__Exercise__:
Range to reproduce from the entries below: the line with "rotasom: oriented-bar training", the line with "trainer.run()?;", and every line in between. Give them exactly and give nothing else.

__Extracted data__:
use anyhow::Result;
use ndarray::Array3;
use rotasom::{
    DistributionFunction, IntermediateStorage, Interpolation, Layout, SomInit, TrainConfig,
    Trainer,
};

/// A bright bar through the image centre at the given angle.
fn bar_image(dim: usize, angle: f32) -> Array3<f32> {
    let centre = (dim as f32 - 1.0) * 0.5;
    let (sin_a, cos_a) = angle.sin_cos();
    Array3::from_shape_fn((1, dim, dim), |(_, y, x)| {
        let dx = x as f32 - centre;
        let dy = y as f32 - centre;
        let off_axis = (-sin_a * dx + cos_a * dy).abs();
        if off_axis < 1.0 {
            1.0
        } else {
            0.0
        }
    })
}

fn main() -> Result<()> {
    tracing_subscriber::fmt()
        .with_max_level(tracing::Level::INFO)
        .init();

    println!("--- rotasom: oriented-bar training demo ---");

    let dir = std::env::temp_dir();
    let images_path = dir.join("rotasom_demo_images.bin");
    let result_path = dir.join("rotasom_demo_result.som");

    // Bars at 24 orientations; a rotation-invariant map should collapse
    // them onto very few winning prototypes.
    let images: Vec<Array3<f32>> = (0..24)
        .map(|i| bar_image(16, std::f32::consts::PI * i as f32 / 24.0))
        .collect();
    rotasom::io::write_image_stream(&images_path, &images)?;

    let config = TrainConfig {
        num_iter: 5,
        number_of_rotations: 16,
        use_flip: true,
        interpolation: Interpolation::Bilinear,
        layout: Layout::cartesian(&[3, 3]),
        neuron_dim: 8,
        number_of_channels: 1,
        init: SomInit::Random,
        seed: 42,
        init_filename: None,
        distribution_function: DistributionFunction::Gaussian,
        sigma: 1.0,
        damping: 0.8,
        max_update_distance: 0.0,
        intermediate_storage: IntermediateStorage::Off,
        progress_factor: 0.25,
        result_filename: result_path.clone(),
        images_filename: images_path,
    };

    let mut trainer = Trainer::new(config)?;
    trainer.run()?;

    println!("updates: {}", trainer.update_count());
    let closest = trainer
        .last_min_distances()
        .iter()
        .cloned()
        .fold(f32::INFINITY, f32::min);
    println!("closest match of the last step: {:.4}", closest.sqrt());
    println!("winner counts per neuron:");
    print!("{}", trainer.som().expect("trained").counter_grid_string());

    let timers = trainer.timers();
    println!(
        "stage times: transform {:?}, match {:?}, update {:?}",
        timers.transform, timers.matching, timers.update
    );
    println!("result written to {}", result_path.display());
    Ok(())
}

__Solution for this exercise__:
    println!("--- rotasom: oriented-bar training demo ---");

    let dir = std::env::temp_dir();
    let images_path = dir.join("rotasom_demo_images.bin");
    let result_path = dir.join("rotasom_demo_result.som");

    // Bars at 24 orientations; a rotation-invariant map should collapse
    // them onto very few winning prototypes.
    let images: Vec<Array3<f32>> = (0..24)
        .map(|i| bar_image(16, std::f32::consts::PI * i as f32 / 24.0))
        .collect();
    rotasom::io::write_image_stream(&images_path, &images)?;

    let config = TrainConfig {
        num_iter: 5,
        number_of_rotations: 16,
        use_flip: true,
        interpolation: Interpolation::Bilinear,
        layout: Layout::cartesian(&[3, 3]),
        neuron_dim: 8,
        number_of_channels: 1,
        init: SomInit::Random,
        seed: 42,
        init_filename: None,
        distribution_function: DistributionFunction::Gaussian,
        sigma: 1.0,
        damping: 0.8,
        max_update_distance: 0.0,
        intermediate_storage: IntermediateStorage::Off,
        progress_factor: 0.25,
        result_filename: result_path.clone(),
        images_filename: images_path,
    };

    let mut trainer = Trainer::new(config)?;
    trainer.run()?;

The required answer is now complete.